A physiologically based demographic model like ours is helpful to project the potential area of establishment for P. canaliculata and other invasive species. We may then use the model to predict the potential densities within the invadible range at suitable spatial resolution (as done in Gilioli et al. 2014). This in turn allows us to roughly translate the potential densities into an estimated impact on biodiversity, ecosystem services and local economies (for example agriculture, forestry or fisheries) in different areas. At regional or larger spatial scale, our model may aid policymakers and invasive species managers to optimize both prevention of establishment and management (or even eradication) of established P. canaliculata populations, or populations of other invasive species (Castillo and Casal 2006; Smith 2006). Bans or quarantines are not necessary where a species cannot establish and management efforts could be omitted in areas where snail density would not attain densities that result in detectable crop damage, detrimental impact on biodiversity or ecosystem services. In the model, temperature is the driving environmental factor explaining stage-specific development, mortality and adult fecundity. However, it is widely known that other environmental variables, especially food availability, affect the population density in apple snails. The model considers a density-dependent component that allows for inclusion of the influence of local resource availability on the population abundance. This may improve the site-specific model prediction of snail abundance.
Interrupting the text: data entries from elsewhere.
//! Domain error types

use thiserror::Error;

/// Error when an unknown parser shape is configured
#[derive(Debug, Clone, Error)]
#[error("Invalid parser shape: \"{input}\". Valid shapes are: offscreen, inline")]
pub struct InvalidShapeError {
    pub input: String,
}

/// Error when configuration fails
#[derive(Debug, Clone, Error)]
pub enum ConfigError {
    #[error("Failed to read config file: {0}")]
    ReadError(String),

    #[error("Failed to parse config file: {0}")]
    ParseError(String),

    #[error("Failed to write config file: {0}")]
    WriteError(String),

    #[error("Invalid config value for '{key}': {message}")]
    ValidationError { key: String, message: String },

    #[error("Config file already exists at: {0}")]
    AlreadyExists(String),
}
//! Wire format of the parser-document message channel

use serde::{Deserialize, Serialize};

/// Action tag carried by every parse request.
pub const PARSE_ACTION: &str = "parseHTMLViaOffscreen";

/// Request sent from the orchestrator to the parser document.
#[derive(Debug, Clone, Serialize, Deserialize)]
#[serde(rename_all = "camelCase")]
pub struct ParseRequest {
    pub action: String,
    pub html_content: String,
}

impl ParseRequest {
    pub fn new(html: impl Into<String>) -> Self {
        Self {
            action: PARSE_ACTION.to_string(),
            html_content: html.into(),
        }
    }
}

/// Failure discriminator: a setup error (parseAll unavailable) is
/// distinguishable from a parse error.
#[derive(Debug, Clone, Copy, PartialEq, Eq, Serialize, Deserialize)]
pub enum FailureKind {
    #[serde(rename = "setupError")]
    Setup,
    #[serde(rename = "parseError")]
    Parse,
}

/// Response sent back by the parser document.
#[derive(Debug, Clone, Serialize, Deserialize)]
#[serde(rename_all = "camelCase")]
pub struct ParseResponse {
    pub success: bool,
    #[serde(skip_serializing_if = "Option::is_none")]
    pub data: Option<String>,
    #[serde(rename = "type", skip_serializing_if = "Option::is_none")]
    pub kind: Option<FailureKind>,
    #[serde(skip_serializing_if = "Option::is_none")]
    pub error: Option<String>,
    #[serde(skip_serializing_if = "Option::is_none")]
    pub stack: Option<String>,
}

impl ParseResponse {
    pub fn ok(data: impl Into<String>) -> Self {
        Self {
            success: true,
            data: Some(data.into()),
            kind: None,
            error: None,
            stack: None,
        }
    }

    pub fn setup_error(error: impl Into<String>) -> Self {
        Self {
            success: false,
            data: None,
            kind: Some(FailureKind::Setup),
            error: Some(error.into()),
            stack: None,
        }
    }

    pub fn parse_error(error: impl Into<String>, stack: Option<String>) -> Self {
        Self {
            success: false,
            data: None,
            kind: Some(FailureKind::Parse),
            error: Some(error.into()),
            stack,
        }
    }
}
Such high-resolution spatial analysis can be used to support decision-making for pest population management.

The management of already established populations will be most time- and cost-effective when we have identified the period in which the snail population is most vulnerable to control measures. The exploration of pest management scenario can be easily performed by model simulation changing some mortality factors during part of the simulation. Our model may be used to incorporate the effect of control measures (destruction of egg masses, mechanical control of adults, etc.) and their possible combination in different periods of the year in order to determine when they are most effective in different climates.

Our results indicate that in temperate climates no eggs would overwinter. This allows managers to concentrate control efforts entirely on the aquatic stages. The control efforts should be concentrated toward the end of winter when densities are at a minimum but before water temperature rises above 15 °C and the snails reactivate and, eventually, reproduce. This temporal window would be optimum for the application of mechanical control measures as handpicking, tillage or water level management, as the snails will not be able to relocate themselves in microhabitats adequate to survive cold damage (Matsukura et al. 2009). Our model can be used to predict this temporal window and its variation according to the different climates and location supporting decision-making in pest management.